“... you are dust, and to dust you shall return” (Genesis 3:19).
“So let us not grow weary in doing what is right, for we will reap at harvest time, if we do not give up. So then, whenever we have an opportunity, let us work for the good of all ...” (Galatians 6:9-10).
On Ash Wednesday — this year, Feb. 25 — the sign of the cross will be marked in ash on the foreheads of Christians, a reminder that this earthly life is temporary. Fleeting.
The ashes are easily washed off. But the message that “this world is not my home, I’m just a passin’ through” bonds tighter with every passing year, with every passing death.

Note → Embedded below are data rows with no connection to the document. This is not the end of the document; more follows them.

//! Domain boundary rules: top/bottom wall modes and Zou/He inlet-outlet.
//!
//! The left/right edges are either periodic (body-force driven flow) or open
//! (inlet on column 0, outlet on the last column); the open-edge closure is
//! the standard D2Q9 Zou/He scheme with zero vertical velocity.

use serde::{Deserialize, Serialize};

use crate::cell::Cell;

/// Treatment of the top and bottom grid rows.
#[derive(Clone, Copy, Debug, Default, PartialEq, Eq, Serialize, Deserialize)]
pub enum BoundaryConditions {
    /// Inert wall rows, incoming distributions reversed (no-slip).
    #[default]
    BounceBack,
    /// Rows wrap around; no walls.
    Periodic,
    /// Inert wall rows, specular reflection (free-slip): the vertical
    /// component reverses, the horizontal component is kept.
    Slippery,
}

impl BoundaryConditions {
    /// True when rows wrap instead of ending at walls.
    #[inline]
    pub fn periodic(&self) -> bool {
        matches!(self, BoundaryConditions::Periodic)
    }
}

/// Direction reflected about the horizontal axis (ey negated), used by the
/// slippery wall rule.
pub const MIRROR_Y: [usize; 9] = [0, 1, 4, 3, 2, 8, 7, 6, 5];

/// Which quantity an open edge prescribes.
#[derive(Clone, Copy, Debug, Default, PartialEq, Eq, Serialize, Deserialize)]
pub enum EdgeFlow {
    FixedDensity,
    #[default]
    FixedSpeed,
}

/// Zou/He prescription for one open edge column.
#[derive(Clone, Copy, Debug)]
pub struct EdgeFlowSpec {
    pub flow: EdgeFlow,
    pub density: f64,
    pub speed: f64,
}

/// Zou/He closure on an inlet cell (left wall; unknowns E, NE, SE).
///
/// The three distributions pointing into the domain are reconstructed so the
/// cell realizes the prescribed density or horizontal speed with zero
/// vertical velocity.
pub fn apply_inlet(cell: &mut Cell, spec: EdgeFlowSpec) {
    let f = &cell.f;
    let known = f[0] + f[2] + f[4] + 2.0 * (f[3] + f[6] + f[7]);
    let (rho, u) = match spec.flow {
        EdgeFlow::FixedSpeed => (known / (1.0 - spec.speed), spec.speed),
        EdgeFlow::FixedDensity => (spec.density, 1.0 - known / spec.density),
    };
    let shear = 0.5 * (cell.f[2] - cell.f[4]);
    cell.f[1] = cell.f[3] + (2.0 / 3.0) * rho * u;
    cell.f[5] = cell.f[7] - shear + (1.0 / 6.0) * rho * u;
    cell.f[8] = cell.f[6] + shear + (1.0 / 6.0) * rho * u;
}

/// Zou/He closure on an outlet cell (right wall; unknowns W, NW, SW).
pub fn apply_outlet(cell: &mut Cell, spec: EdgeFlowSpec) {
    let f = &cell.f;
    let known = f[0] + f[2] + f[4] + 2.0 * (f[1] + f[5] + f[8]);
    let (rho, u) = match spec.flow {
        EdgeFlow::FixedSpeed => (known / (1.0 + spec.speed), spec.speed),
        EdgeFlow::FixedDensity => (spec.density, known / spec.density - 1.0),
    };
    let shear = 0.5 * (cell.f[2] - cell.f[4]);
    cell.f[3] = cell.f[1] - (2.0 / 3.0) * rho * u;
    cell.f[6] = cell.f[8] - shear - (1.0 / 6.0) * rho * u;
    cell.f[7] = cell.f[5] + shear - (1.0 / 6.0) * rho * u;
}

#[cfg(test)]
mod tests {
    use super::*;
    use crate::cell::E;

    fn streamed_cell() -> Cell {
        // A mildly sheared non-equilibrium cell standing in for the
        // post-streaming state at an edge column.
        let mut cell = Cell::equilibrium(1.0, [0.12, 0.03]);
        cell.f[2] += 0.004;
        cell.f[7] -= 0.002;
        cell
    }

    #[test]
    fn test_mirror_reflects_vertical() {
        for i in 0..9 {
            assert_eq!(E[MIRROR_Y[i]][0], E[i][0]);
            assert_eq!(E[MIRROR_Y[i]][1], -E[i][1]);
            assert_eq!(MIRROR_Y[MIRROR_Y[i]], i);
        }
    }

    #[test]
    fn test_inlet_fixed_speed() {
        let mut cell = streamed_cell();
        apply_inlet(
            &mut cell,
            EdgeFlowSpec {
                flow: EdgeFlow::FixedSpeed,
                density: 0.0,
                speed: 0.1,
            },
        );
        let u = cell.velocity();
        assert!((u[0] - 0.1).abs() < 1e-12, "ux = {}", u[0]);
        assert!(u[1].abs() < 1e-12, "uy = {}", u[1]);
    }

    #[test]
    fn test_inlet_fixed_density() {
        let mut cell = streamed_cell();
        apply_inlet(
            &mut cell,
            EdgeFlowSpec {
                flow: EdgeFlow::FixedDensity,
                density: 1.05,
                speed: 0.0,
            },
        );
        assert!((cell.density() - 1.05).abs() < 1e-12);
        assert!(cell.velocity()[1].abs() < 1e-12);
    }

    #[test]
    fn test_outlet_fixed_speed() {
        let mut cell = streamed_cell();
        apply_outlet(
            &mut cell,
            EdgeFlowSpec {
                flow: EdgeFlow::FixedSpeed,
                density: 0.0,
                speed: 0.08,
            },
        );
        let u = cell.velocity();
        assert!((u[0] - 0.08).abs() < 1e-12, "ux = {}", u[0]);
        assert!(u[1].abs() < 1e-12);
    }

    #[test]
    fn test_outlet_fixed_density() {
        let mut cell = streamed_cell();
        apply_outlet(
            &mut cell,
            EdgeFlowSpec {
                flow: EdgeFlow::FixedDensity,
                density: 1.0,
                speed: 0.0,
            },
        );
        assert!((cell.density() - 1.0).abs() < 1e-12);
        assert!(cell.velocity()[1].abs() < 1e-12);
    }
}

Living with that reminder on a daily basis is hard. The boomer generation, of which I’m a part, is being dragged toward old age with heels dug firmly in, grasping for handholds of any sort to delay the inevitable. Witness the appeal of Botox and plastic surgery. Modern medicine offers bionic replacements for worn-out joints and drugs to turn back the clock on libido. Stock portfolios were touted not so much as a hedge against poverty but a vehicle to realize dreams deferred—or that’s how it was until the reality of recession hit home.
The vague promise of denial is that if we just keep busy enough, just make enough money, just exercise often and eat better—find the magic formula, then maybe, maybe, death will pass us by.
Ashes are a stark reminder that it won’t, that this life will end. The Bible advises us to store up a treasure that will not rust or decay and that can’t be taken away. The only way to build up this enduring fortune is to invest ourselves into the lives of others, especially those of the less fortunate.
Ashes mark us as mortal. We are here on this Earth but a brief moment in time. Let us use it faithfully.